Ligue Haïtienne
- Founded: 1937
- Country: Haiti
- Confederation: CONCACAF
- Number of clubs: 18
- Level on pyramid: 1
- Relegation to: Division 2
- Domestic cup(s): Coupe d'Haïti Trophée des Champions
- International cup(s): Regional CONCACAF Caribbean Cup Continental CONCACAF Champions Cup
- Current champions: Violette AC (2025–26 Série de Clôture)
- Most championships: Racing CH (14 titles)
- Top scorer: Jean-Robert Menelas (116 goals)
- Broadcaster(s): Canal+
- Website: https://liguehaitienne.com/
- Current: 2025–26 Ligue Haïtienne

= Ligue Haïtienne =

Haitian association football league

Ligue Haïtienne (/fr/; Haitian League), is a Haitian professional league, governed by the Haitian Football Federation, for association football clubs.
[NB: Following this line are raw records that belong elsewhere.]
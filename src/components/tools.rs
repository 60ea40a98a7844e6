// ============================================================================
// TOOL CATALOGUE — every user-facing edit operation and its preconditions
// ============================================================================

use std::collections::BTreeMap;
use std::fmt;
use std::str::FromStr;

use serde::{Deserialize, Serialize};

/// Named parameters of one operation, recorded verbatim in history.
/// A `BTreeMap` keeps serialization order stable.
pub type ToolParams = BTreeMap<String, serde_json::Value>;

/// Build a `ToolParams` map: `params! { "factor" => 2, "mode" => "fill" }`.
#[macro_export]
macro_rules! params {
    () => { $crate::components::tools::ToolParams::new() };
    ($($key:expr => $val:expr),+ $(,)?) => {{
        let mut map = $crate::components::tools::ToolParams::new();
        $( map.insert(($key).to_string(), ::serde_json::json!($val)); )+
        map
    }};
}

#[derive(Clone, Copy, Debug, PartialEq, Eq, Hash, PartialOrd, Ord, Serialize, Deserialize)]
#[serde(rename_all = "camelCase")]
pub enum ToolId {
    // Remote, single image in
    RemoveBg,
    Upscale,
    Relight,
    LowPoly,
    DustAndScratches,
    ExtractArt,
    Denoise,
    FaceRecovery,
    Unblur,
    Style,
    PhotoRestoration,
    ProfessionalPortrait,
    Outpaint,
    AiAdjust,
    Variation,
    SuperResolution,
    // Remote, mask scoped
    GenerativeEdit,
    ObjectRemover,
    RetouchFace,
    // Remote, extra images
    FaceSwap,
    TryOn,
    SuperheroFusion,
    CreativeFusion,
    AiPortrait,
    // Remote, no input image
    ImageGen,
    /// Image or prompt to a short clip; never enters history.
    Video,
    // Local
    Crop,
    Transform,
    Adjust,
    LocalAdjust,
    Texture,
    Text,
}

impl ToolId {
    pub fn all() -> &'static [ToolId] {
        use ToolId::*;
        &[
            RemoveBg,
            Upscale,
            Relight,
            LowPoly,
            DustAndScratches,
            ExtractArt,
            Denoise,
            FaceRecovery,
            Unblur,
            Style,
            PhotoRestoration,
            ProfessionalPortrait,
            Outpaint,
            AiAdjust,
            Variation,
            SuperResolution,
            GenerativeEdit,
            ObjectRemover,
            RetouchFace,
            FaceSwap,
            TryOn,
            SuperheroFusion,
            CreativeFusion,
            AiPortrait,
            ImageGen,
            Video,
            Crop,
            Transform,
            Adjust,
            LocalAdjust,
            Texture,
            Text,
        ]
    }

    /// Stable identifier, also the operation kind stored in history.
    pub fn id(&self) -> &'static str {
        match self {
            ToolId::RemoveBg => "removeBg",
            ToolId::Upscale => "upscale",
            ToolId::Relight => "relight",
            ToolId::LowPoly => "lowPoly",
            ToolId::DustAndScratches => "dustAndScratches",
            ToolId::ExtractArt => "extractArt",
            ToolId::Denoise => "denoise",
            ToolId::FaceRecovery => "faceRecovery",
            ToolId::Unblur => "unblur",
            ToolId::Style => "style",
            ToolId::PhotoRestoration => "photoRestoration",
            ToolId::ProfessionalPortrait => "professionalPortrait",
            ToolId::Outpaint => "outpaint",
            ToolId::AiAdjust => "aiAdjust",
            ToolId::Variation => "variation",
            ToolId::SuperResolution => "superResolution",
            ToolId::GenerativeEdit => "generativeEdit",
            ToolId::ObjectRemover => "objectRemover",
            ToolId::RetouchFace => "retouchFace",
            ToolId::FaceSwap => "faceSwap",
            ToolId::TryOn => "tryOn",
            ToolId::SuperheroFusion => "superheroFusion",
            ToolId::CreativeFusion => "creativeFusion",
            ToolId::AiPortrait => "aiPortraitStudio",
            ToolId::ImageGen => "imageGen",
            ToolId::Video => "video",
            ToolId::Crop => "crop",
            ToolId::Transform => "transform",
            ToolId::Adjust => "adjust",
            ToolId::LocalAdjust => "localAdjust",
            ToolId::Texture => "texture",
            ToolId::Text => "text",
        }
    }

    /// Localized label for menus and the history panel.
    pub fn label(&self) -> String {
        crate::i18n::translate(&format!("tool.{}", self.id()))
    }

    /// Runs entirely on the client, never touching the network.
    pub fn is_local(&self) -> bool {
        matches!(
            self,
            ToolId::Crop
                | ToolId::Transform
                | ToolId::Adjust
                | ToolId::LocalAdjust
                | ToolId::Texture
                | ToolId::Text
        )
    }

    pub fn requires_mask(&self) -> bool {
        matches!(
            self,
            ToolId::GenerativeEdit | ToolId::ObjectRemover | ToolId::RetouchFace | ToolId::LocalAdjust
        )
    }

    /// Non-empty free text is mandatory.
    pub fn requires_prompt(&self) -> bool {
        matches!(
            self,
            ToolId::GenerativeEdit
                | ToolId::Relight
                | ToolId::Style
                | ToolId::AiAdjust
                | ToolId::ImageGen
                | ToolId::Video
        )
    }

    /// Needs at least one image besides the current artifact.
    pub fn requires_source_image(&self) -> bool {
        matches!(
            self,
            ToolId::FaceSwap | ToolId::TryOn | ToolId::SuperheroFusion | ToolId::CreativeFusion | ToolId::Texture
        )
    }

    /// Needs a current artifact to operate on.
    pub fn requires_base_image(&self) -> bool {
        !matches!(self, ToolId::ImageGen | ToolId::Video)
    }

    /// Result goes through a preview the user must accept before it commits.
    pub fn is_two_phase(&self) -> bool {
        matches!(self, ToolId::FaceSwap | ToolId::Style)
    }
}

impl fmt::Display for ToolId {
    fn fmt(&self, f: &mut fmt::Formatter<'_>) -> fmt::Result {
        f.write_str(self.id())
    }
}

impl FromStr for ToolId {
    type Err = String;

    fn from_str(s: &str) -> Result<Self, Self::Err> {
        let wanted = s.trim().replace(['-', '_'], "").to_ascii_lowercase();
        ToolId::all()
            .iter()
            .copied()
            .find(|t| t.id().to_ascii_lowercase() == wanted)
            .ok_or_else(|| format!("unknown tool '{s}'"))
    }
}

#[cfg(test)]
mod tests {
    use super::*;

    #[test]
    fn ids_are_unique_and_parse_back() {
        let mut seen = std::collections::HashSet::new();
        for tool in ToolId::all() {
            assert!(seen.insert(tool.id()), "duplicate id {}", tool.id());
            assert_eq!(tool.id().parse::<ToolId>().unwrap(), *tool);
        }
        assert_eq!("remove-bg".parse::<ToolId>().unwrap(), ToolId::RemoveBg);
        assert_eq!("face_swap".parse::<ToolId>().unwrap(), ToolId::FaceSwap);
    }

    #[test]
    fn every_tool_has_a_label() {
        for tool in ToolId::all() {
            assert_ne!(tool.label(), format!("tool.{}", tool.id()));
        }
    }

    #[test]
    fn serde_matches_id() {
        for tool in ToolId::all() {
            let json = serde_json::to_string(tool).unwrap();
            assert_eq!(json, format!("\"{}\"", tool.id()));
        }
    }

    #[test]
    fn masked_tools_are_flagged() {
        assert!(ToolId::GenerativeEdit.requires_mask());
        assert!(ToolId::ObjectRemover.requires_mask());
        assert!(!ToolId::RemoveBg.requires_mask());
        assert!(!ToolId::ObjectRemover.requires_prompt());
        assert!(ToolId::FaceSwap.requires_source_image());
        assert!(ToolId::FaceSwap.is_two_phase());
        assert!(ToolId::TryOn.requires_source_image());
        assert!(!ToolId::TryOn.is_two_phase());
        assert!(!ToolId::AiPortrait.requires_source_image());
        assert_eq!("aiPortraitStudio".parse::<ToolId>().unwrap(), ToolId::AiPortrait);
        assert!(!ToolId::ImageGen.requires_base_image());
    }

    #[test]
    fn params_macro_builds_json_values() {
        let p = params! { "factor" => 4, "preserve_face" => true, "mode" => "fill" };
        assert_eq!(p["factor"], serde_json::json!(4));
        assert_eq!(p["preserve_face"], serde_json::json!(true));
        assert_eq!(p.keys().cloned().collect::<Vec<_>>(), vec!["factor", "mode", "preserve_face"]);
    }
}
It is the country's primary football competition and serves as the top division of the Haitian football league system. Contested by 18 clubs, it operates on a system of promotion and relegation with Division 2, although the current format has been changed due to violence in the country, with 3 regional groups consisting of 14 teams, after a three-year hiatus.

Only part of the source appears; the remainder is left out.